Por eso es que Susana piensa que sus andanzas en las comunidades cambiaron su manera de entender la vida. Cuando sabes que una familia allí te ofrece tres huevos para comer, es porque a la vez también entiendes que es lo único que tienen y no hay certeza de que mañana tengan algo más o no tengan nada. Pero eso de hoy te lo ofrecen desprendida, generosa, auténticamente. Eso, sin duda, “te cambia el ojo”. Uno no puede mirar la realidad de la misma forma.
Quizá en aquella niñez en el hospital y en esta adolescencia de plenos descubrimientos, esté el embrión de su “antigua” profesión: la psicología. Como sus padres no estaban de acuerdo en que se dedicara a la música, se vio orillada a estudiar en la Universidad Regional del Sureste esta carrera y luego una maestría. Tampoco se crea que los resultados oficiales daban cuenta de ese disgusto. El promedio en la carrera fue de los más altos en la República y recibió de manos del Presidente Salinas un reconocimiento especial por sus altas calificaciones.
Sin embargo, pone como condición que su carrera la estudiaría por las tardes para que en las mañanas tuviera la oportunidad de aprender a tocar la guitarra. A la edad de 18 años, ingresa a clases matutinas en la Casa de la Cultura Oaxaqueña, en un grupo de tres personas que, a la postre, se volvió sólo de uno: ella. Con su maestro, comenzó también a hacer sus primeros intentos como vocalista. Así que, entre las clases de música en la mañana y las de tres de la tarde a nueve en la universidad, quedaba poco para algo más. Pero la chica que sabía abrir todos los closets de la casa, no podía permanecer limitada.
Así, por las noches o a la hora que podía, se escapaba a tocadas y recitales principalmente de un grupo que resultó definitivo para ella: Yu Li Nehui o de compositores y músicos como Víctor Martínez y Mario Vielma.
Pero una de esas noches, de nuevo las cosas dieron un vuelco. El grupo al que refiero decidió transformarse y algunos de sus integrantes decidieron tomar otros caminos, entre ellos Mario Vielma, quien tenía una relación con el maestro de guitarra de Susana en la Casa de la Cultura.

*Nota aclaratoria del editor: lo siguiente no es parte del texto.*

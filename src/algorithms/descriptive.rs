//! Descriptive statistics aggregators.
//!
//! ## Purpose
//!
//! This module implements the single-pass (and a few two-pass) aggregates that
//! every other statistic builds on: averages, counts, sums, extrema, spread,
//! higher moments and correlation.
//!
//! ## Design notes
//!
//! * **Input**: Any `IntoIterator` whose items implement `Sample`. Two-pass
//!   statistics additionally require a cloneable iterator so the data can be
//!   walked again without buffering.
//! * **Accumulation**: Always in `f64`.
//! * **Variance**: Uses the textbook `(Σx² − (Σx)²/N) / (N − 1)` shortcut. It
//!   loses precision on data with a large offset.
//!
//! ## Invariants
//!
//! * Invalid samples (NaN/Inf) are skipped by every function, so the result on a
//!   sequence equals the result on the sequence with those samples removed.
//! * Averages return NaN when no valid sample exists; sums, variances and moments
//!   return 0.
//!
//! ## Non-goals
//!
//! * This module does not sort (see `algorithms::order`).

// Feature-gated imports
#[cfg(not(feature = "std"))]
use alloc::vec::Vec;
#[cfg(feature = "std")]
use std::vec::Vec;

// External dependencies
use num_traits::Float;

// Internal dependencies
use crate::primitives::sample::{Sample, is_ok_float, valid, valid_pairs};

// ============================================================================
// Result Types
// ============================================================================

/// Extrema of a sequence together with their positions.
#[derive(Debug, Clone, Copy, PartialEq)]
pub struct MinMax {
    /// Smallest valid value (NaN if none).
    pub min: f64,
    /// Largest valid value (NaN if none).
    pub max: f64,
    /// Index of the first occurrence of `min` in the input sequence.
    pub min_pos: Option<usize>,
    /// Index of the first occurrence of `max` in the input sequence.
    pub max_pos: Option<usize>,
    /// Number of valid values.
    pub n: usize,
}

impl MinMax {
    /// `max - min`.
    #[inline]
    pub fn range(&self) -> f64 {
        self.max - self.min
    }
}

/// Variance together with the mean and count it was computed from.
#[derive(Debug, Clone, Copy, PartialEq)]
pub struct Dispersion {
    /// Variance (0 when fewer than two valid values).
    pub variance: f64,
    /// Mean (NaN when no valid value).
    pub mean: f64,
    /// Number of valid values.
    pub n: usize,
}

impl Dispersion {
    /// Square root of the variance.
    #[inline]
    pub fn std_dev(&self) -> f64 {
        Float::sqrt(self.variance)
    }
}

// ============================================================================
// Averages and Counts
// ============================================================================

/// Arithmetic mean of the valid values. NaN if there are none.
pub fn average<I>(data: I) -> f64
where
    I: IntoIterator,
    I::Item: Sample,
{
    let (sum, n) = valid(data).fold((0.0, 0usize), |(s, n), v| (s + v, n + 1));
    if n == 0 { f64::NAN } else { sum / n as f64 }
}

/// Weighted mean `Σ w_i x_i / Σ w_i`.
///
/// `weights` is walked in lockstep with `data`; a pair is skipped if either
/// member is invalid. NaN if no pair is valid.
pub fn weighted_average<I, W>(data: I, weights: W) -> f64
where
    I: IntoIterator,
    I::Item: Sample,
    W: IntoIterator,
    W::Item: Sample,
{
    let (sum, sum_w, n) = valid_pairs(data, weights)
        .fold((0.0, 0.0, 0usize), |(s, sw, n), (v, w)| (s + v * w, sw + w, n + 1));
    if n == 0 { f64::NAN } else { sum / sum_w }
}

/// Number of valid values.
pub fn count<I>(data: I) -> usize
where
    I: IntoIterator,
    I::Item: Sample,
{
    valid(data).count()
}

// ============================================================================
// Extrema
// ============================================================================

/// Minimum and maximum in one pass, with the index of their first occurrence.
pub fn min_max<I>(data: I) -> MinMax
where
    I: IntoIterator,
    I::Item: Sample,
{
    let mut res = MinMax {
        min: f64::NAN,
        max: f64::NAN,
        min_pos: None,
        max_pos: None,
        n: 0,
    };

    for (i, item) in data.into_iter().enumerate() {
        let v = item.to_sample();
        if !is_ok_float(v) {
            continue;
        }
        if res.n == 0 {
            res.min = v;
            res.max = v;
            res.min_pos = Some(i);
            res.max_pos = Some(i);
        } else {
            if v < res.min {
                res.min = v;
                res.min_pos = Some(i);
            }
            if v > res.max {
                res.max = v;
                res.max_pos = Some(i);
            }
        }
        res.n += 1;
    }

    res
}

/// Smallest valid value and its first index. `(NaN, None)` if there is none.
pub fn minimum<I>(data: I) -> (f64, Option<usize>)
where
    I: IntoIterator,
    I::Item: Sample,
{
    let r = min_max(data);
    (r.min, r.min_pos)
}

/// Largest valid value and its first index. `(NaN, None)` if there is none.
pub fn maximum<I>(data: I) -> (f64, Option<usize>)
where
    I: IntoIterator,
    I::Item: Sample,
{
    let r = min_max(data);
    (r.max, r.max_pos)
}

// ============================================================================
// Sums
// ============================================================================

/// `Σ f(x_i)` over the valid values. 0 if there are none.
pub fn modified_sum<I, F>(data: I, f: F) -> f64
where
    I: IntoIterator,
    I::Item: Sample,
    F: Fn(f64) -> f64,
{
    valid(data).fold(0.0, |acc, v| acc + f(v))
}

/// `Σ x_i` over the valid values.
pub fn sum<I>(data: I) -> f64
where
    I: IntoIterator,
    I::Item: Sample,
{
    modified_sum(data, |v| v)
}

/// `Σ x_i²` over the valid values.
pub fn sum_sqr<I>(data: I) -> f64
where
    I: IntoIterator,
    I::Item: Sample,
{
    modified_sum(data, |v| v * v)
}

/// Running total appended to `out`, one entry per input element.
///
/// An invalid element re-emits the previous running total, so the output has
/// the same length as the input.
pub fn cumulative_sum_into<I, E>(data: I, out: &mut E)
where
    I: IntoIterator,
    I::Item: Sample,
    E: Extend<f64>,
{
    let mut total = 0.0;
    out.extend(data.into_iter().map(|item| {
        let v = item.to_sample();
        if is_ok_float(v) {
            total += v;
        }
        total
    }));
}

/// Running total as a new vector. See [`cumulative_sum_into`].
pub fn cumulative_sum<I>(data: I) -> Vec<f64>
where
    I: IntoIterator,
    I::Item: Sample,
{
    let mut out = Vec::new();
    cumulative_sum_into(data, &mut out);
    out
}

// ============================================================================
// Spread
// ============================================================================

/// Sample variance (Bessel-corrected) together with mean and count.
pub fn dispersion<I>(data: I) -> Dispersion
where
    I: IntoIterator,
    I::Item: Sample,
{
    let (s, s2, n) = valid(data).fold((0.0, 0.0, 0usize), |(s, s2, n), v| (s + v, s2 + v * v, n + 1));
    let nf = n as f64;
    let mean = if n == 0 { f64::NAN } else { s / nf };
    let variance = if n <= 1 { 0.0 } else { (s2 - s * s / nf) / (nf - 1.0) };
    Dispersion { variance, mean, n }
}

/// Sample variance `(Σx² − (Σx)²/N) / (N − 1)`. 0 if `N <= 1`.
pub fn variance<I>(data: I) -> f64
where
    I: IntoIterator,
    I::Item: Sample,
{
    dispersion(data).variance
}

/// Sample standard deviation, `sqrt(variance)`.
pub fn std_dev<I>(data: I) -> f64
where
    I: IntoIterator,
    I::Item: Sample,
{
    dispersion(data).std_dev()
}

/// Weighted variance `Σ w_i (x_i − x̄_w)² / Σ w_i` with `x̄_w` the weighted mean.
///
/// 0 if no pair is valid.
pub fn weighted_dispersion<I, W>(data: I, weights: W) -> Dispersion
where
    I: IntoIterator,
    I::IntoIter: Clone,
    I::Item: Sample,
    W: IntoIterator,
    W::IntoIter: Clone,
    W::Item: Sample,
{
    let data = data.into_iter();
    let weights = weights.into_iter();
    let mean = weighted_average(data.clone(), weights.clone());

    let (s2, sw, n) = valid_pairs(data, weights).fold((0.0, 0.0, 0usize), |(s2, sw, n), (v, w)| {
        let d = v - mean;
        (s2 + d * d * w, sw + w, n + 1)
    });

    let variance = if n == 0 { 0.0 } else { s2 / sw };
    Dispersion { variance, mean, n }
}

/// Weighted variance. See [`weighted_dispersion`].
pub fn weighted_variance<I, W>(data: I, weights: W) -> f64
where
    I: IntoIterator,
    I::IntoIter: Clone,
    I::Item: Sample,
    W: IntoIterator,
    W::IntoIter: Clone,
    W::Item: Sample,
{
    weighted_dispersion(data, weights).variance
}

/// Weighted standard deviation.
pub fn weighted_std_dev<I, W>(data: I, weights: W) -> f64
where
    I: IntoIterator,
    I::IntoIter: Clone,
    I::Item: Sample,
    W: IntoIterator,
    W::IntoIter: Clone,
    W::Item: Sample,
{
    weighted_dispersion(data, weights).std_dev()
}

// ============================================================================
// Higher Moments
// ============================================================================

/// Skewness `m3 / m2^(3/2)` with population (divide-by-N) central moments.
///
/// 0 if there is no valid value.
pub fn skewness<I>(data: I) -> f64
where
    I: IntoIterator,
    I::IntoIter: Clone,
    I::Item: Sample,
{
    let data = data.into_iter();
    let mean = average(data.clone());

    let (s3, s2, n) = valid(data).fold((0.0, 0.0, 0usize), |(s3, s2, n), v| {
        let d = v - mean;
        (s3 + d * d * d, s2 + d * d, n + 1)
    });

    if n == 0 {
        return 0.0;
    }
    let nf = n as f64;
    let m2 = s2 / nf;
    s3 / nf / Float::sqrt(m2 * m2 * m2)
}

/// Central moment `⟨(X − μ)^order⟩`. 0 if there is no valid value.
pub fn central_moment<I>(data: I, order: i32) -> f64
where
    I: IntoIterator,
    I::IntoIter: Clone,
    I::Item: Sample,
{
    let data = data.into_iter();
    let mean = average(data.clone());

    let (s, n) = valid(data).fold((0.0, 0usize), |(s, n), v| (s + Float::powi(v - mean, order), n + 1));
    if n == 0 { 0.0 } else { s / n as f64 }
}

/// Non-central moment `⟨X^order⟩`. 0 if there is no valid value.
pub fn moment<I>(data: I, order: i32) -> f64
where
    I: IntoIterator,
    I::Item: Sample,
{
    let (s, n) = valid(data).fold((0.0, 0usize), |(s, n), v| (s + Float::powi(v, order), n + 1));
    if n == 0 { 0.0 } else { s / n as f64 }
}

// ============================================================================
// Correlation
// ============================================================================

/// Pearson correlation coefficient of the jointly valid pairs.
///
/// Computed as `Σ x'y' / sqrt(Σ x'² Σ y'²)` on mean-centered values.
/// NaN if no pair is valid.
pub fn correlation_coefficient<X, Y>(x: X, y: Y) -> f64
where
    X: IntoIterator,
    X::IntoIter: Clone,
    X::Item: Sample,
    Y: IntoIterator,
    Y::IntoIter: Clone,
    Y::Item: Sample,
{
    let x = x.into_iter();
    let y = y.into_iter();

    let (sx, sy, n) = valid_pairs(x.clone(), y.clone())
        .fold((0.0, 0.0, 0usize), |(sx, sy, n), (a, b)| (sx + a, sy + b, n + 1));
    if n == 0 {
        return f64::NAN;
    }
    let xbar = sx / n as f64;
    let ybar = sy / n as f64;

    let (sxy, sxx, syy) = valid_pairs(x, y).fold((0.0, 0.0, 0.0), |(sxy, sxx, syy), (a, b)| {
        let dx = a - xbar;
        let dy = b - ybar;
        (sxy + dx * dy, sxx + dx * dx, syy + dy * dy)
    });

    sxy / Float::sqrt(sxx * syy)
}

Habida cuenta del avance que ella iba teniendo en la interpretación, el maestro le propone formar junto con su hermano y Mario, un cuarteto para diversas presentaciones culturales. En ese momento se gestaba la primera etapa de Harp como integrante de una agrupación musical. Luego de una modesta presentación inicial, una alegre sorpresa venía en camino pues el grupo recibe una invitación para ofrecer un concierto en el Centro Cultural del ISSSTE que en aquella época, 1988, se ubicaba en la Calle de Macedonio Alcalá, en la misma casa que ahora ocupa el Restaurante Mayordomo.
Aquel Centro, dice Susana, tenía gran actividad por aquellos años y aquella presentación era todo lo que quería. Además, por primera ocasión nos ofrecían hasta pagarnos por cantar. A veces uno no se da cuenta de cómo las cosas van pasando, me dice. Había en todo una gran inconsciencia. Sin embargo, aquel primer concierto, esa experiencia inicial en lo “profesional” no puede olvidarse. Vestía una falda azul, una blusa sin mangas, un reboso deshilado. Sandalias en lo bajo.
Su primera canción: “Soy pan, soy paz, soy mar” que hiciera tan popular el argentino Piero. Esa noche, se selló la posibilidad de tener Susana para siempre.
Porque el “camino se abre si uno tiene cierta pasión”, Harp me dice que la psicología ha quedado atrás. Lo cierto, es que Susana es todo lo que he escrito aquí. Incluyendo voluntaria, la niña, la estudiante. Ella se desborda en ocupaciones y pasión. He conocido pocas personas que, sin más, entreguen un gran tanto de lo que son a quien, como yo, acudo de vez en vez para escucharla.
Ella siempre da más de lo que uno espera. Ella es uno de esos seres que curan. Quizá lo aprendió siendo muy niña.